:: ACTIVITY ::
In the records below, count every line containing "contains". Reply with the number only.

:: EXERCISE INPUT ::
-------------------------
use std::collections::{BTreeMap, BTreeSet};

use async_trait::async_trait;
use chrono::{DateTime, Utc};
use serde::{Deserialize, Serialize};
use serde_json::{Map, Value};
use tasklane_core::{AppResult, OrganizationId, UserId, uuid_identifier};

uuid_identifier!(
    /// Identifier of one audit log entry.
    AuditLogEntryId
);

/// Audit payload handed to the logger by callers.
#[derive(Debug, Clone, PartialEq)]
pub struct AuditRecord {
    /// Organization scope.
    pub organization_id: OrganizationId,
    /// Acting user; `None` for anonymous checks.
    pub actor: Option<UserId>,
    /// Stable action identifier.
    pub action: String,
    /// Optional resource type of the subject resource.
    pub resource_type: Option<String>,
    /// Optional resource identifier of the subject resource.
    pub resource_id: Option<String>,
    /// Verdict recorded for the action.
    pub permitted: bool,
    /// Free-form context map.
    pub context: Map<String, Value>,
    /// Caller IP address.
    pub ip_address: Option<String>,
    /// Caller user agent.
    pub user_agent: Option<String>,
}

/// Append-only audit log row.
#[derive(Debug, Clone, PartialEq, Serialize, Deserialize)]
pub struct AuditLogEntry {
    /// Stable entry identifier.
    pub id: AuditLogEntryId,
    /// Organization scope.
    pub organization_id: OrganizationId,
    /// Acting user.
    pub actor: Option<UserId>,
    /// Stable action identifier.
    pub action: String,
    /// Resource type of the subject resource.
    pub resource_type: Option<String>,
    /// Resource identifier of the subject resource.
    pub resource_id: Option<String>,
    /// Recorded verdict.
    pub permitted: bool,
    /// Free-form context map.
    pub context: Map<String, Value>,
    /// Caller IP address.
    pub ip_address: Option<String>,
    /// Caller user agent.
    pub user_agent: Option<String>,
    /// Entry timestamp.
    pub created_at: DateTime<Utc>,
}

impl AuditLogEntry {
    /// Stamps a record into an entry.
    #[must_use]
    pub fn from_record(record: AuditRecord, created_at: DateTime<Utc>) -> Self {
        Self {
            id: AuditLogEntryId::new(),
            organization_id: record.organization_id,
            actor: record.actor,
            action: record.action,
            resource_type: record.resource_type,
            resource_id: record.resource_id,
            permitted: record.permitted,
            context: record.context,
            ip_address: record.ip_address,
            user_agent: record.user_agent,
            created_at,
        }
    }
}

/// Half-open time window `[from, to)`; missing bounds are unbounded.
#[derive(Debug, Clone, Copy, Default, PartialEq, Eq, Serialize, Deserialize)]
pub struct AuditWindow {
    /// Inclusive lower bound.
    pub from: Option<DateTime<Utc>>,
    /// Exclusive upper bound.
    pub to: Option<DateTime<Utc>>,
}

impl AuditWindow {
    /// Returns whether the timestamp falls inside the window.
    #[must_use]
    pub fn contains(&self, timestamp: DateTime<Utc>) -> bool {
        self.from.is_none_or(|from| timestamp >= from) && self.to.is_none_or(|to| timestamp < to)
    }
}

/// Query parameters for audit log listing.
#[derive(Debug, Clone, PartialEq, Eq)]
pub struct AuditLogQuery {
    /// Optional organization scope; `None` spans every organization.
    pub organization_id: Option<OrganizationId>,
    /// Optional actor filter.
    pub actor: Option<UserId>,
    /// Optional action filter.
    pub action: Option<String>,
    /// Optional resource type filter.
    pub resource_type: Option<String>,
    /// Optional verdict filter.
    pub permitted: Option<bool>,
    /// Time window.
    pub window: AuditWindow,
    /// Maximum rows returned.
    pub limit: usize,
    /// Number of rows skipped for offset pagination.
    pub offset: usize,
}

impl AuditLogQuery {
    /// Returns whether an entry passes every filter except pagination.
    #[must_use]
    pub fn matches(&self, entry: &AuditLogEntry) -> bool {
        self.organization_id
            .is_none_or(|organization_id| entry.organization_id == organization_id)
            && self.actor.is_none_or(|actor| entry.actor == Some(actor))
            && self
                .action
                .as_deref()
                .is_none_or(|action| entry.action == action)
            && self
                .resource_type
                .as_deref()
                .is_none_or(|resource_type| entry.resource_type.as_deref() == Some(resource_type))
            && self
                .permitted
                .is_none_or(|permitted| entry.permitted == permitted)
            && self.window.contains(entry.created_at)
    }
}

/// Aggregate view over a set of audit entries.
#[derive(Debug, Clone, Default, PartialEq, Serialize, Deserialize)]
pub struct AuditSummary {
    /// Number of entries.
    pub total: u64,
    /// Entries recorded as permitted.
    pub permitted: u64,
    /// Entries recorded as denied.
    pub denied: u64,
    /// `denied / total`, zero for an empty window.
    pub denial_rate: f64,
    /// Number of distinct non-anonymous actors.
    pub distinct_actors: u64,
    /// Entry count per action.
    pub by_action: BTreeMap<String, u64>,
    /// Entry count per resource type.
    pub by_resource_type: BTreeMap<String, u64>,
}

impl AuditSummary {
    /// Aggregates entries in memory.
    #[must_use]
    pub fn from_entries<'a>(entries: impl IntoIterator<Item = &'a AuditLogEntry>) -> Self {
        let mut summary = Self::default();
        let mut actors = BTreeSet::new();

        for entry in entries {
            summary.total += 1;
            if entry.permitted {
                summary.permitted += 1;
            } else {
                summary.denied += 1;
            }
            if let Some(actor) = entry.actor {
                actors.insert(actor);
            }
            *summary.by_action.entry(entry.action.clone()).or_default() += 1;
            if let Some(resource_type) = &entry.resource_type {
                *summary
                    .by_resource_type
                    .entry(resource_type.clone())
                    .or_default() += 1;
            }
        }

        summary.distinct_actors = actors.len() as u64;
        summary.denial_rate = denial_rate(summary.denied, summary.total);
        summary
    }
}

/// Returns `denied / total`, zero when `total` is zero.
#[must_use]
pub fn denial_rate(denied: u64, total: u64) -> f64 {
    if total == 0 {
        0.0
    } else {
        denied as f64 / total as f64
    }
}

/// Repository port for the append-only audit log.
#[async_trait]
pub trait AuditLogRepository: Send + Sync {
    /// Persists one entry.
    async fn append_entry(&self, entry: AuditLogEntry) -> AppResult<()>;

    /// Lists entries newest first.
    async fn list_entries(&self, query: AuditLogQuery) -> AppResult<Vec<AuditLogEntry>>;

    /// Aggregates entries in a window, optionally scoped to one organization.
    async fn summarize(
        &self,
        organization_id: Option<OrganizationId>,
        window: AuditWindow,
    ) -> AppResult<AuditSummary>;

    /// Purges organization entries older than the retention window.
    async fn purge_entries_older_than(
        &self,
        organization_id: OrganizationId,
        retention_days: u16,
    ) -> AppResult<u64>;
}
-------------------------
:: EXERCISE RESULT ::
2